Non è certo la prima volta che pratico iniezioni, in testa ancora le parole di mia mamma quando, all'età di 12 anni, mi spiegò come fare: è basilare, per prima cosa, espellere tutta l'aria tenendo la siringa con l'ago verso l'alto, successivamente, per constatare che effettivamente l'aria sia totalmente uscita, fare una prova. Se premendo lo stantuffo uscirà il liquido, il nostro obiettivo sarà raggiunto!

Perdona la domanda forse sciocca, ma perché bisogna togliere l'aria?” chiede Dègel, concentrato al massimo nel memorizzare i miei movimenti.

Perché altrimenti il paziente rischia un'embolia, ovvero la formazione di una bolla gassosa all'interno dei vasi sanguigni non miscibile allo stesso sangue, può essere letale..."

"COS..! Ci stai dicendo che con quell'arnese puoi causare la morte di colui che stai cercando di salvare?!" strabuzza gli occhi Cardia, seriamente spaventato.

"Purtroppo è così. Sapete, la mamma mi aveva insegnato tutto questo per aiutare i nonni quando... quando sono stati male, ma a volte pure negli ospedali capitano piccole disattenzioni; disattenzioni che talvolta possono essere fatali”

"Come è successo a tua nonna Ines, Marta..." biascica Michela, capendo a cosa io mi riferisca.

"Come a mia nonna, sì..."

Comprendo, sembra una procedura molto rischiosa, anche se necessaria" annuisce Dègel, un poco più cupo.

"Aspettate, e perché di questo si muore?!" insiste Cardia, sempre più pallido, guardando prima me poi l'amico, poi Sisifo, che nega con la testa come a dire che non lo sa e infine le mie amiche.

"Beh, è una bollicina nel flusso sanguigno... quando questa arriva ai polmoni, o al cuore, l'effetto è..." fa per spiegare Francesca, ma le sue parole sono sufficienti per far indirizzare Cardia verso la consapevolezza corretta.

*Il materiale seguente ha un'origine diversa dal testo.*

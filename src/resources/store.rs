//! Object store access used by the reconcile pass.
//!
//! [`ObjectStore`] is the only way the checker and reconciler read or write
//! cluster objects; [`KubeObjectStore`] backs it with the Kubernetes API.

use async_trait::async_trait;
use jiff::Timestamp;
use k8s_openapi::api::apps::v1::{Deployment, StatefulSet};
use k8s_openapi::api::core::v1::{ConfigMap, PersistentVolumeClaim, Pod, Secret, Service};
use k8s_openapi::api::policy::v1::PodDisruptionBudget;
use kube::api::{DeleteParams, ListParams, Patch, PatchParams};
use kube::{Api, Client, Resource, ResourceExt};
use serde::de::DeserializeOwned;
use tracing::{debug, warn};

use crate::controller::context::FIELD_MANAGER;
use crate::controller::error::{Error, Result};
use crate::crd::{RedisFailover, RedisFailoverStatus};

/// Namespace and name of a RedisFailover.
#[derive(Clone, Debug, PartialEq, Eq, Hash)]
pub struct ObjectKey {
    pub namespace: String,
    pub name: String,
}

impl ObjectKey {
    /// Key of an existing resource.
    pub fn of(resource: &RedisFailover) -> Self {
        Self {
            namespace: resource.namespace().unwrap_or_else(|| "default".to_string()),
            name: resource.name_any(),
        }
    }
}

impl std::fmt::Display for ObjectKey {
    fn fmt(&self, f: &mut std::fmt::Formatter<'_>) -> std::fmt::Result {
        write!(f, "{}/{}", self.namespace, self.name)
    }
}

/// A running pod as seen by the checker.
#[derive(Clone, Debug, PartialEq, Eq)]
pub struct PodInfo {
    pub name: String,
    pub ip: String,
    pub host_ip: String,
    pub created_at: Timestamp,
}

/// Kinds of objects the operator creates for an instance.
#[derive(Clone, Copy, Debug, PartialEq, Eq, Hash, PartialOrd, Ord)]
pub enum OwnedKind {
    Service,
    ConfigMap,
    StatefulSet,
    Deployment,
    PodDisruptionBudget,
    PersistentVolumeClaim,
}

impl OwnedKind {
    /// Every kind, in deletion order.
    pub const ALL: [OwnedKind; 6] = [
        OwnedKind::Deployment,
        OwnedKind::StatefulSet,
        OwnedKind::PodDisruptionBudget,
        OwnedKind::Service,
        OwnedKind::ConfigMap,
        OwnedKind::PersistentVolumeClaim,
    ];
}

impl std::fmt::Display for OwnedKind {
    fn fmt(&self, f: &mut std::fmt::Formatter<'_>) -> std::fmt::Result {
        let kind = match self {
            OwnedKind::Service => "Service",
            OwnedKind::ConfigMap => "ConfigMap",
            OwnedKind::StatefulSet => "StatefulSet",
            OwnedKind::Deployment => "Deployment",
            OwnedKind::PodDisruptionBudget => "PodDisruptionBudget",
            OwnedKind::PersistentVolumeClaim => "PersistentVolumeClaim",
        };
        f.write_str(kind)
    }
}

/// One object owned by an instance.
#[derive(Clone, Debug, PartialEq, Eq, Hash, PartialOrd, Ord)]
pub struct OwnedObject {
    pub kind: OwnedKind,
    pub namespace: String,
    pub name: String,
}

/// Read and write access to cluster objects.
#[async_trait]
pub trait ObjectStore: Send + Sync {
    /// Running, addressable pods matching `selector`.
    async fn list_pods(&self, namespace: &str, selector: &str) -> Result<Vec<PodInfo>>;

    /// Replace the status of the instance wholesale.
    async fn write_status(&self, key: &ObjectKey, status: &RedisFailoverStatus) -> Result<()>;

    /// Check if the instance still exists and is not being deleted.
    async fn exists(&self, key: &ObjectKey) -> Result<bool>;

    /// Read one key of a Secret as UTF-8.
    async fn read_secret_key(&self, namespace: &str, name: &str, key: &str) -> Result<String>;

    /// Objects matching `selector` whose owner references include `uid`.
    async fn enumerate_owned_objects(
        &self,
        key: &ObjectKey,
        uid: &str,
        selector: &str,
    ) -> Result<Vec<OwnedObject>>;

    /// Delete one owned object; a missing object is not an error.
    async fn delete_owned_object(&self, object: &OwnedObject) -> Result<()>;
}

/// `ObjectStore` backed by the Kubernetes API.
#[derive(Clone)]
pub struct KubeObjectStore {
    client: Client,
}

impl KubeObjectStore {
    /// Create a store on the given client.
    pub fn new(client: Client) -> Self {
        Self { client }
    }

    async fn owned_names<K>(&self, namespace: &str, uid: &str, selector: &str) -> Result<Vec<String>>
    where
        K: Resource<Scope = k8s_openapi::NamespaceResourceScope>
            + Clone
            + DeserializeOwned
            + std::fmt::Debug,
        <K as Resource>::DynamicType: Default,
    {
        let api: Api<K> = Api::namespaced(self.client.clone(), namespace);
        let list = api.list(&ListParams::default().labels(selector)).await?;
        Ok(list
            .items
            .iter()
            .filter(|obj| obj.owner_references().iter().any(|owner| owner.uid == uid))
            .map(|obj| obj.name_any())
            .collect())
    }

    async fn delete<K>(&self, namespace: &str, name: &str) -> Result<()>
    where
        K: Resource<Scope = k8s_openapi::NamespaceResourceScope>
            + Clone
            + DeserializeOwned
            + std::fmt::Debug,
        <K as Resource>::DynamicType: Default,
    {
        let api: Api<K> = Api::namespaced(self.client.clone(), namespace);
        match api.delete(name, &DeleteParams::background()).await {
            Ok(_) => Ok(()),
            Err(kube::Error::Api(e)) if e.code == 404 => Ok(()),
            Err(e) => Err(e.into()),
        }
    }
}

/// Convert a listed pod into a [`PodInfo`], skipping pods that cannot serve.
pub fn pod_info(pod: &Pod) -> Option<PodInfo> {
    if pod.metadata.deletion_timestamp.is_some() {
        return None;
    }
    let status = pod.status.as_ref()?;
    if status.phase.as_deref() != Some("Running") {
        return None;
    }
    let ip = status.pod_ip.clone().filter(|ip| !ip.is_empty())?;
    let created_at = pod.metadata.creation_timestamp.as_ref()?.0;

    Some(PodInfo {
        name: pod.name_any(),
        ip,
        host_ip: status.host_ip.clone().unwrap_or_default(),
        created_at,
    })
}

#[async_trait]
impl ObjectStore for KubeObjectStore {
    async fn list_pods(&self, namespace: &str, selector: &str) -> Result<Vec<PodInfo>> {
        let api: Api<Pod> = Api::namespaced(self.client.clone(), namespace);
        let pods = api.list(&ListParams::default().labels(selector)).await?;

        let infos: Vec<PodInfo> = pods.items.iter().filter_map(pod_info).collect();
        debug!(
            namespace = %namespace,
            selector = %selector,
            listed = pods.items.len(),
            running = infos.len(),
            "Listed pods"
        );
        Ok(infos)
    }

    async fn write_status(&self, key: &ObjectKey, status: &RedisFailoverStatus) -> Result<()> {
        let api: Api<RedisFailover> = Api::namespaced(self.client.clone(), &key.namespace);
        let patch = serde_json::json!({ "status": status });
        api.patch_status(
            &key.name,
            &PatchParams::apply(FIELD_MANAGER),
            &Patch::Merge(&patch),
        )
        .await
        .map_err(|e| Error::StatusWrite(e.to_string()))?;
        Ok(())
    }

    async fn exists(&self, key: &ObjectKey) -> Result<bool> {
        let api: Api<RedisFailover> = Api::namespaced(self.client.clone(), &key.namespace);
        let current = api.get_opt(&key.name).await?;
        Ok(current.is_some_and(|rf| rf.metadata.deletion_timestamp.is_none()))
    }

    async fn read_secret_key(&self, namespace: &str, name: &str, key: &str) -> Result<String> {
        let api: Api<Secret> = Api::namespaced(self.client.clone(), namespace);
        let secret = api.get(name).await?;
        let bytes = secret
            .data
            .as_ref()
            .and_then(|data| data.get(key))
            .ok_or_else(|| {
                Error::ObjectStore(format!("secret {}/{} has no key '{}'", namespace, name, key))
            })?;
        String::from_utf8(bytes.0.clone()).map_err(|_| {
            Error::ObjectStore(format!(
                "secret {}/{} key '{}' is not valid UTF-8",
                namespace, name, key
            ))
        })
    }

    async fn enumerate_owned_objects(
        &self,
        key: &ObjectKey,
        uid: &str,
        selector: &str,
    ) -> Result<Vec<OwnedObject>> {
        let ns = key.namespace.as_str();
        let mut objects = Vec::new();

        for kind in OwnedKind::ALL {
            let names = match kind {
                OwnedKind::Service => self.owned_names::<Service>(ns, uid, selector).await?,
                OwnedKind::ConfigMap => self.owned_names::<ConfigMap>(ns, uid, selector).await?,
                OwnedKind::StatefulSet => {
                    self.owned_names::<StatefulSet>(ns, uid, selector).await?
                }
                OwnedKind::Deployment => self.owned_names::<Deployment>(ns, uid, selector).await?,
                OwnedKind::PodDisruptionBudget => {
                    self.owned_names::<PodDisruptionBudget>(ns, uid, selector)
                        .await?
                }
                OwnedKind::PersistentVolumeClaim => {
                    self.owned_names::<PersistentVolumeClaim>(ns, uid, selector)
                        .await?
                }
            };
            objects.extend(names.into_iter().map(|name| OwnedObject {
                kind,
                namespace: key.namespace.clone(),
                name,
            }));
        }

        Ok(objects)
    }

    async fn delete_owned_object(&self, object: &OwnedObject) -> Result<()> {
        let ns = object.namespace.as_str();
        let name = object.name.as_str();
        let result = match object.kind {
            OwnedKind::Service => self.delete::<Service>(ns, name).await,
            OwnedKind::ConfigMap => self.delete::<ConfigMap>(ns, name).await,
            OwnedKind::StatefulSet => self.delete::<StatefulSet>(ns, name).await,
            OwnedKind::Deployment => self.delete::<Deployment>(ns, name).await,
            OwnedKind::PodDisruptionBudget => self.delete::<PodDisruptionBudget>(ns, name).await,
            OwnedKind::PersistentVolumeClaim => {
                self.delete::<PersistentVolumeClaim>(ns, name).await
            }
        };
        if let Err(e) = &result {
            warn!(kind = %object.kind, name = %name, error = %e, "Failed to delete owned object");
        }
        result
    }
}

Ah... bello! Praticamente un infarto, eh?! Grandioso! Bene, compagni, lascio a voi la gestione di questa cosa!” afferma lui, dirigendosi verso la porta con l'intento di andarsene.

Cardia! Dove credi di andare? Serve anche il tuo aiuto!” lo richiama l'Acquario, acciuffandolo per il polso.

Cosa potrei fare, Dègel?! Assolutamente nulla! Non riesco a mantenere il sangue freddo come voi, soprattutto se si parla di cuori e medicine! Non voglio sentirmi responsabile di uccidere la mia reincarnazione, o il suo migliore amico, tanto meno Regulus che è poco più di un bambino!” ribatte, in tono pesante.

Cardia, non è così difficile! Io sono convinta che tu possa farlo senza problemi!” lo prova ad incoraggiare Sonia, inutilmente, in cerca di un sostegno morale in più. Perché anche lei, pur rimanendo in disparte e manifestando poco, sta patendo tanto, lo vedo dai suoi occhi lucidi e provati.

No, Sonia, combinerei solo un altro casino! - le risponde lo Scorpione, scompigliandole brevemente i capelli per farle forza - Torno... torno a fare compagnia a Milo per incoraggiarlo, almeno quello so farlo decentemente!” sostiene ancora, uscendo poi dalla stanza senza aggiungere nient'altro.

Cardia... fino a questo punto!” mormora solo Dègel, unico a comprendere totalmente le ragioni più profonde che muovono il suo amico, nell'osservare un poco più lungamente la porta appena richiusasi.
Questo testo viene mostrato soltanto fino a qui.